*** Opening of Records shown ***
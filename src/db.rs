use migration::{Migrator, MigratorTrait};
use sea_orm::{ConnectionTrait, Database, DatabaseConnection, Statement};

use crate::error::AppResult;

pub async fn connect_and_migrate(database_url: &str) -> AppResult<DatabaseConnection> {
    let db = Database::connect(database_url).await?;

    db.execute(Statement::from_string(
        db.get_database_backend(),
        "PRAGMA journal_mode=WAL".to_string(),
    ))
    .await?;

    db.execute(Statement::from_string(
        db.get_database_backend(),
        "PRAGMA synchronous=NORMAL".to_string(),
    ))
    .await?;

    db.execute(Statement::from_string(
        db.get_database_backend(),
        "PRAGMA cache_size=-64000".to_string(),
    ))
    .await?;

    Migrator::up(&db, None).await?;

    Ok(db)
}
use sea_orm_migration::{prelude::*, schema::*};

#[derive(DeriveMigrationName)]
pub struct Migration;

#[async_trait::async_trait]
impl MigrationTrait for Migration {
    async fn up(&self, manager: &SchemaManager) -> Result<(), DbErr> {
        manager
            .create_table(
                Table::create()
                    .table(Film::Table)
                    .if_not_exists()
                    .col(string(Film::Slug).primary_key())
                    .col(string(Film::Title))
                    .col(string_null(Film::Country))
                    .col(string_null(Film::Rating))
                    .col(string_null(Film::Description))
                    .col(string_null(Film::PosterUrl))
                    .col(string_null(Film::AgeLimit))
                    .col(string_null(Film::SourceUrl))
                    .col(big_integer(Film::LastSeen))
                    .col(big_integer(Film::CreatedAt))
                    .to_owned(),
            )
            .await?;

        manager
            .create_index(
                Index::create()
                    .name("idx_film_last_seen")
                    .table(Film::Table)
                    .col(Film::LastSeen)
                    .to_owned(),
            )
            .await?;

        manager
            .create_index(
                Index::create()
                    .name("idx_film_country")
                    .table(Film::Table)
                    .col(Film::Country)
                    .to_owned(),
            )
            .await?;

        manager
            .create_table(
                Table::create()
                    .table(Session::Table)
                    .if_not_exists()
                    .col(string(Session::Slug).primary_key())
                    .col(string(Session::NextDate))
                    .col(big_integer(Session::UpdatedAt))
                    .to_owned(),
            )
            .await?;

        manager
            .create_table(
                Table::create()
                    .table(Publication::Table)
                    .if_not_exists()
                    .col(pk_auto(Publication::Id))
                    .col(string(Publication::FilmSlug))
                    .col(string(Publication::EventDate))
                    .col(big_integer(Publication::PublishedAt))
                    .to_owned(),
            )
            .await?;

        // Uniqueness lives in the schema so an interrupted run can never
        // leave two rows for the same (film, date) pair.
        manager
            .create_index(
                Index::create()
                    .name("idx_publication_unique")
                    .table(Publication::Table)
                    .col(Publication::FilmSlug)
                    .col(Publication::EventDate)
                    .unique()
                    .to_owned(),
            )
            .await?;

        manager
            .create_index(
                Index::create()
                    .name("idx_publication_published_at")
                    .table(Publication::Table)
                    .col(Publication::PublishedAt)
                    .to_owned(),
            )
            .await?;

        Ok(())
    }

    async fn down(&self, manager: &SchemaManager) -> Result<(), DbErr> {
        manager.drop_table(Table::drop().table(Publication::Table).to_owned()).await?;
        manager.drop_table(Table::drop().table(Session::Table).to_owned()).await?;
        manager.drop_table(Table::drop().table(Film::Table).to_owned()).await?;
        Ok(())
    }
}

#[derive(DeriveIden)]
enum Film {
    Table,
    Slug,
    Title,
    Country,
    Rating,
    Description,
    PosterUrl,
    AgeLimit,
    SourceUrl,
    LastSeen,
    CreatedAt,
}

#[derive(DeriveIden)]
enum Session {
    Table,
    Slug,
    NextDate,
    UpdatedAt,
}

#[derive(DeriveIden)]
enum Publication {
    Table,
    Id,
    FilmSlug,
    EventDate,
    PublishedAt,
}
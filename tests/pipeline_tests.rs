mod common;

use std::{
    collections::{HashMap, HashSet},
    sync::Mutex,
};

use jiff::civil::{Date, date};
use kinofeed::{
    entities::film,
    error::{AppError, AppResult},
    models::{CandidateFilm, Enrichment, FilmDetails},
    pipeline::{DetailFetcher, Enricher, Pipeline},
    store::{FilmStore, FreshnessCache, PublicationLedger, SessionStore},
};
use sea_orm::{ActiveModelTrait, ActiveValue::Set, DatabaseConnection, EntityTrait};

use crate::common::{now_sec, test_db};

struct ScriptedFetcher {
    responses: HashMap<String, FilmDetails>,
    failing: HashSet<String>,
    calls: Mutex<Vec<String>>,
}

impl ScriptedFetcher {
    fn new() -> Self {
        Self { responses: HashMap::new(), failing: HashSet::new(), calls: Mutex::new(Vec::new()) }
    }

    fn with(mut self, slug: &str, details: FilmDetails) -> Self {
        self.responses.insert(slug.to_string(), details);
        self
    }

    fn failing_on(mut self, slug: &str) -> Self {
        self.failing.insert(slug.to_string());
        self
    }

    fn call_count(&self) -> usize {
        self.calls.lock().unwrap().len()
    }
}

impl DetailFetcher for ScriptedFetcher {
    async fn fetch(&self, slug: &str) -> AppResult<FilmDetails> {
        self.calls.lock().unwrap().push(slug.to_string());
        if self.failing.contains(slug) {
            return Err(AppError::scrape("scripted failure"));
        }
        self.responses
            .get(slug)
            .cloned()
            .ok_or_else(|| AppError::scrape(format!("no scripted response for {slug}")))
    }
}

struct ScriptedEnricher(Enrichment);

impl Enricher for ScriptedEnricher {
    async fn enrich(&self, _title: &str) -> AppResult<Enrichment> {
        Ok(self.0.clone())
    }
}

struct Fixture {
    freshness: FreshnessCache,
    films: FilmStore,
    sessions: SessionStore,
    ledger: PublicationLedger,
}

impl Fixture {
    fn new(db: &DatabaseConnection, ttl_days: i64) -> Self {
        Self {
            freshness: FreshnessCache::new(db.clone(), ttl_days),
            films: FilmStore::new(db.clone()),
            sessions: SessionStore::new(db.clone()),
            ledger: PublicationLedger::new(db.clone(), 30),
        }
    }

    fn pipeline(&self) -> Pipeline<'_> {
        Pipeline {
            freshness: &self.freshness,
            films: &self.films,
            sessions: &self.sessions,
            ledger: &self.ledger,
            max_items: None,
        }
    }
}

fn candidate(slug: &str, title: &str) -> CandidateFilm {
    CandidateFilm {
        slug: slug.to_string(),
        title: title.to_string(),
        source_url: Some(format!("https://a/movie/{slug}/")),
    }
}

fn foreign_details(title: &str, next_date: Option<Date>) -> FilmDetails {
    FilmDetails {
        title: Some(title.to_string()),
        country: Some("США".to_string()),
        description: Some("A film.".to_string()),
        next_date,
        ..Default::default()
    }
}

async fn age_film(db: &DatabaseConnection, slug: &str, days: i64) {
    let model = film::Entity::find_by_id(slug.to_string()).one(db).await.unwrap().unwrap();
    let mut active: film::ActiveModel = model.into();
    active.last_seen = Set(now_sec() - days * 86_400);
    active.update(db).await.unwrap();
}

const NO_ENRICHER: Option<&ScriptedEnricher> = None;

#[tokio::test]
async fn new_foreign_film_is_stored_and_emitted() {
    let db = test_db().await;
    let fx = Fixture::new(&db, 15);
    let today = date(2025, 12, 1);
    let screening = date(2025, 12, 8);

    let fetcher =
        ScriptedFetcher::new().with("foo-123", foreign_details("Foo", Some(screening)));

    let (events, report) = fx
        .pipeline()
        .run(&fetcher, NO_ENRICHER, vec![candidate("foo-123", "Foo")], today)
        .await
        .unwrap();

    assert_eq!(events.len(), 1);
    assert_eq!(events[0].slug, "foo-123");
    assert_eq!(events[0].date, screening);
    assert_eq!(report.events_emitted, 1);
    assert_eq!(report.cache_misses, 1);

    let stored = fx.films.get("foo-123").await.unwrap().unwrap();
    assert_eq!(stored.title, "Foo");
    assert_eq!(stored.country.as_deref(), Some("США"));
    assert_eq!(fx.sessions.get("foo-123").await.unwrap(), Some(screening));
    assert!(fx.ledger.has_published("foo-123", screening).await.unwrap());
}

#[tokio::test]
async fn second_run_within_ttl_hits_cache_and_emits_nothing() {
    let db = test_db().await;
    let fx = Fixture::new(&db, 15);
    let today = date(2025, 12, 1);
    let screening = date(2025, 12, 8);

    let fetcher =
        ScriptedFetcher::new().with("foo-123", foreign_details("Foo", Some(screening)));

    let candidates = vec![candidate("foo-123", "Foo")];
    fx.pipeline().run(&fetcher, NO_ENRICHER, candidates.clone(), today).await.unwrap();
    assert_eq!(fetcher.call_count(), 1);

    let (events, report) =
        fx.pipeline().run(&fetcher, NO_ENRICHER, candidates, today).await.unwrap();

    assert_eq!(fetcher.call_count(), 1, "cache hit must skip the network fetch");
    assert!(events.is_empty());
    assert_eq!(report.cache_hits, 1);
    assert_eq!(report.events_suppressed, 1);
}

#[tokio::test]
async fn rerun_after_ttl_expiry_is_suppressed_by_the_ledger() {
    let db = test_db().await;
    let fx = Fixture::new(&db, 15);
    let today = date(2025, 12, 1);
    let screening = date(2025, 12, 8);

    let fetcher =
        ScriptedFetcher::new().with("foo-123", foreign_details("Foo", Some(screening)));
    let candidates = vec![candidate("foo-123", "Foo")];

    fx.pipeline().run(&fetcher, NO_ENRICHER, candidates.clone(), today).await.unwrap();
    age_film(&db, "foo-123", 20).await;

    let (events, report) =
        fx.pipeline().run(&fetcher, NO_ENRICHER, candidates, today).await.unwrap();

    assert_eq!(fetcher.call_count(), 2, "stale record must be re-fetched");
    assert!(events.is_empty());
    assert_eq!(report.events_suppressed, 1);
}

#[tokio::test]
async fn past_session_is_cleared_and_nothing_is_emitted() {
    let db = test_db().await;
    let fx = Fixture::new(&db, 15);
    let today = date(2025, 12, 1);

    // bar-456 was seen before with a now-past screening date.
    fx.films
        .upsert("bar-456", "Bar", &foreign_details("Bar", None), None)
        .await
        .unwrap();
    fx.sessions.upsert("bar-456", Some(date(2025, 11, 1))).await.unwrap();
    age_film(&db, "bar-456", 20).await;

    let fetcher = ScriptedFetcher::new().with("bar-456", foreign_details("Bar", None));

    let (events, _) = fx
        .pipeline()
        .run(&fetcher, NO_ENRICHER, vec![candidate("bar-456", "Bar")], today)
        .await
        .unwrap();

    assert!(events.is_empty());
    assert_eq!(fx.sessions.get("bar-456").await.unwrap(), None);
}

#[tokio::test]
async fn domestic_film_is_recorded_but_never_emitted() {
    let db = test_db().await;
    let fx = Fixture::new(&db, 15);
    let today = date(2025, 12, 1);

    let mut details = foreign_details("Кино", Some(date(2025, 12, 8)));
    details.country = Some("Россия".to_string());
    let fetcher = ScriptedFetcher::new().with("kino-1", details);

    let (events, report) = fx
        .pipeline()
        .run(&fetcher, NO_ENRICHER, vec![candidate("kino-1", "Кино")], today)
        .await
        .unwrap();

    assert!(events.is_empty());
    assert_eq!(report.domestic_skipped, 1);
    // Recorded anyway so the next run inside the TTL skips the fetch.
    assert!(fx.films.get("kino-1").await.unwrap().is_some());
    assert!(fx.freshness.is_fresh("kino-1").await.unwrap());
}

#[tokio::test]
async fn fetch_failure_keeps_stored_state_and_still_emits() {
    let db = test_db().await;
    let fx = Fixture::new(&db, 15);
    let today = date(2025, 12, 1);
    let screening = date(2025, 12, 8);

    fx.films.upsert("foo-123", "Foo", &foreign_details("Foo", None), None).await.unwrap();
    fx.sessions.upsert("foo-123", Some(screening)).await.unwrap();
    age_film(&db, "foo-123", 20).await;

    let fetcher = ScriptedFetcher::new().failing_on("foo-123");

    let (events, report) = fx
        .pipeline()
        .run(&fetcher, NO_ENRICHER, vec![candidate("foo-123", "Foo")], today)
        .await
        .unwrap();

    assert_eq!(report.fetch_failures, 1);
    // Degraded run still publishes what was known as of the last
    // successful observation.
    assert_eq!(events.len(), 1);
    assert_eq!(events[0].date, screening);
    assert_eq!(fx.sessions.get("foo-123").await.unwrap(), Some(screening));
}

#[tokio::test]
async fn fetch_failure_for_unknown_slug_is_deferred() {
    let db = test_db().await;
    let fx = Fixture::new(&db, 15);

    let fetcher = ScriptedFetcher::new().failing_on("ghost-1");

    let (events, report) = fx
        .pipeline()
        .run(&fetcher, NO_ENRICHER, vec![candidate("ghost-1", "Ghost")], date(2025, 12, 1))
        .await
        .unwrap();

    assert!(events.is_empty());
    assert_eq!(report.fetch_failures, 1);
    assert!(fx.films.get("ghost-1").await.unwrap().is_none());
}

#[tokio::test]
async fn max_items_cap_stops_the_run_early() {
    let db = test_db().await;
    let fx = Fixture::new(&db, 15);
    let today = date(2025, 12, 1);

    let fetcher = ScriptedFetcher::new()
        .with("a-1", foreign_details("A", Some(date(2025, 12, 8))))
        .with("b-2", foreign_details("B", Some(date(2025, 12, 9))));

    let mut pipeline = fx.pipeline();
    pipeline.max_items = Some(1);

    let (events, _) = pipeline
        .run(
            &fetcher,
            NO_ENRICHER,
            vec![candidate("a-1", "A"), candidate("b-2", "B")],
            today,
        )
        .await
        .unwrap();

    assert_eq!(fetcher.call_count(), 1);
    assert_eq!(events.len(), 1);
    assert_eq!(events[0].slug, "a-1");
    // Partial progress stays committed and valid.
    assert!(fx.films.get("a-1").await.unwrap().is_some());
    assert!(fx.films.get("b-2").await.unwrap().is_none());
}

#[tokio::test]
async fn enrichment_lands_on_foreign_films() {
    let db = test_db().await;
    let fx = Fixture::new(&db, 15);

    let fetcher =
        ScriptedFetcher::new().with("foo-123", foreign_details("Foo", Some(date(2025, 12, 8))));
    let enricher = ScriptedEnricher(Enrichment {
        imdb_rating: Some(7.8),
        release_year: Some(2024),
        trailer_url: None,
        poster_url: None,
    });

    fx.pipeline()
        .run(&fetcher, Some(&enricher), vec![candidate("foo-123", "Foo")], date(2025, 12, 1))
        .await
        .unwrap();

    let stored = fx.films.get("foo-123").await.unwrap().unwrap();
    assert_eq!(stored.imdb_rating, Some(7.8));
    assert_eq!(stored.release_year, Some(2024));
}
*** Close of Records shown ***
What the exercise asks: Scan the entries above for the word "Option", then copy every line in which it occurs.

Solution below:
fn foreign_details(title: &str, next_date: Option<Date>) -> FilmDetails {
const NO_ENRICHER: Option<&ScriptedEnricher> = None;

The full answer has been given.